Niveau casting John Wayne sous les traits de John Bernard Books est incroyable. Il livre une performance sobre parfaitement maîtrisée qui jamais ne va dans la tirade larmoyante facile, bien au contraire. Le comédien dresse avec maturité le portrait d'une vie avec ce qu'elle a de meilleure et de plus difficile en tant que légende vivante. Un rôle bien plus noir et amer que tous les autres personnages bien plus souriants et drôles qu'a pu incarner le comédien. Pour son ultime aventure, Wayne tire de la retraite une autre icône du genre : "James Stewart". Qui, pour le symbolisme si particulier que représente ce western hommage à Wayne, accepte de revenir devant la caméra sous les traits du Dr Hostetler. Un retour qui ne sera pas de tout repos mais qui pour l'occasion se dresse comme des retrouvailles inespérées, quinze ans après L'homme qui tua Liberty Valence de John Ford. Quinze années qui comme par hasard correspondent au nombre d'années où dans le film John Bernard Books et le Dr Hostetler sont restés sans se voir. Un clin d'œil très appréciable. Stewart qui lors du plan final jette un dernier regard plein de sens à Wayne. Un grand moment. Le reste de la distribution s'en sort très bien avec Lauren Bacall, en tant que Fleur Rogers. Une veuve qui va accepter d'accompagner les derniers jours de la vie de Books. Ce que j'aime c'est que malgré la gravité et la condamnation du personnage, pas une fois elle ménage l'homme. Encore mieux, elle offre une belle performance dramatique qui ne va pas partir sur une histoire d'amour condamnée improbable. Son fils, Gillom, par un Ron Howard bien jeune, apporte l'optimisme du récit. L'espérance d'un avenir meilleur émancipé des fautes commises par Wayne. Scatman Crothers en tant que Moses Brown est très sympa. Il incarne l'étendard comique bienveillant qui caractérise tant le cinéma de Wayne. Viennent enfin les antagonistes principaux qui malheureusement sont trop peu exploités et aurait mérité un peu plus d'élaboration.
CONCLUSION :
Le temps du bon vieil Ouest touche à sa fin et avec les icônes qui l'accompagnent. Le Dernier des géants réalisé par Don Siegel, représente la fin d'une époque à travers un spectacle émotionnellement juste qui sonne vrai à tous les niveaux. L'œuvre testamentaire d'un monstre du cinéma qui se livre sans filtre à travers un western perturbant et bouleversant.

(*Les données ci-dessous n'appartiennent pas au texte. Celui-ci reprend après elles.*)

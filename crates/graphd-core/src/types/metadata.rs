//! Metadata helpers shared by the search filters.

use serde_json::{Map, Value};

/// Opaque metadata mapping attached to assistants, threads, and runs.
pub type JsonMap = Map<String, Value>;

/// Check whether `haystack` contains every key/value pair of `needle`,
/// recursing into nested objects (JSON containment).
///
/// A scalar or array value matches only on equality; an object value matches
/// when the haystack value is an object containing it.
pub fn contains_subset(haystack: &Value, needle: &Value) -> bool {
    match (haystack, needle) {
        (Value::Object(hay), Value::Object(sub)) => sub.iter().all(|(key, expected)| {
            hay.get(key)
                .map(|actual| contains_subset(actual, expected))
                .unwrap_or(false)
        }),
        (actual, expected) => actual == expected,
    }
}

/// Containment check over plain metadata maps.
pub fn map_contains_subset(haystack: &JsonMap, needle: &JsonMap) -> bool {
    needle.iter().all(|(key, expected)| {
        haystack
            .get(key)
            .map(|actual| contains_subset(actual, expected))
            .unwrap_or(false)
    })
}
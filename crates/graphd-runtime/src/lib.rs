//! # graphd Runtime
//!
//! The run-lifecycle engine of graphd: assistant/thread/run services over the
//! shared state store, the pending-run picker, and the executor that drives
//! graph invocations and fans their output onto the Stream Bus.

pub mod assistants;
pub mod bootstrap;
pub mod config;
pub mod error;
pub mod executor;
pub mod multitask;
pub mod picker;
pub mod runs;
pub mod threads;

pub use assistants::{AssistantPatch, AssistantSearch, Assistants};
pub use bootstrap::{init_tracing, BootstrapError, RuntimeApp};
pub use config::{load_config, validate_config, ConfigError, GraphdConfig};
pub use error::RuntimeError;
pub use executor::{Executor, ExecutorConfig};
pub use multitask::{decide, MultitaskDecision};
pub use picker::{Picker, ScheduledRun};
pub use runs::{JoinOptions, RunCreate, RunInsert, RunSearch, Runs};
pub use threads::{ThreadSearch, Threads};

John Wayne alias "The Duke", l'homme meurt, mais la légende perdure. L'émotion est palpable !
- Vous vous préparez à quelque chose.
- Pourquoi dites-vous ça ?
- Ce journal... Le nettoyage, le laudanum, le coiffeur...
- Promets-moi une chose. Demain, quand vous me verrez dans ma splendeur, en costume du dimanche, ne me posez pas de questions. Pas de soupçons, ni d'intuitions féminines. Toute curiosité interdite absolument ! C'est promis ?... Et pas de larmes.
- ... Je vous le promets.
- Merci.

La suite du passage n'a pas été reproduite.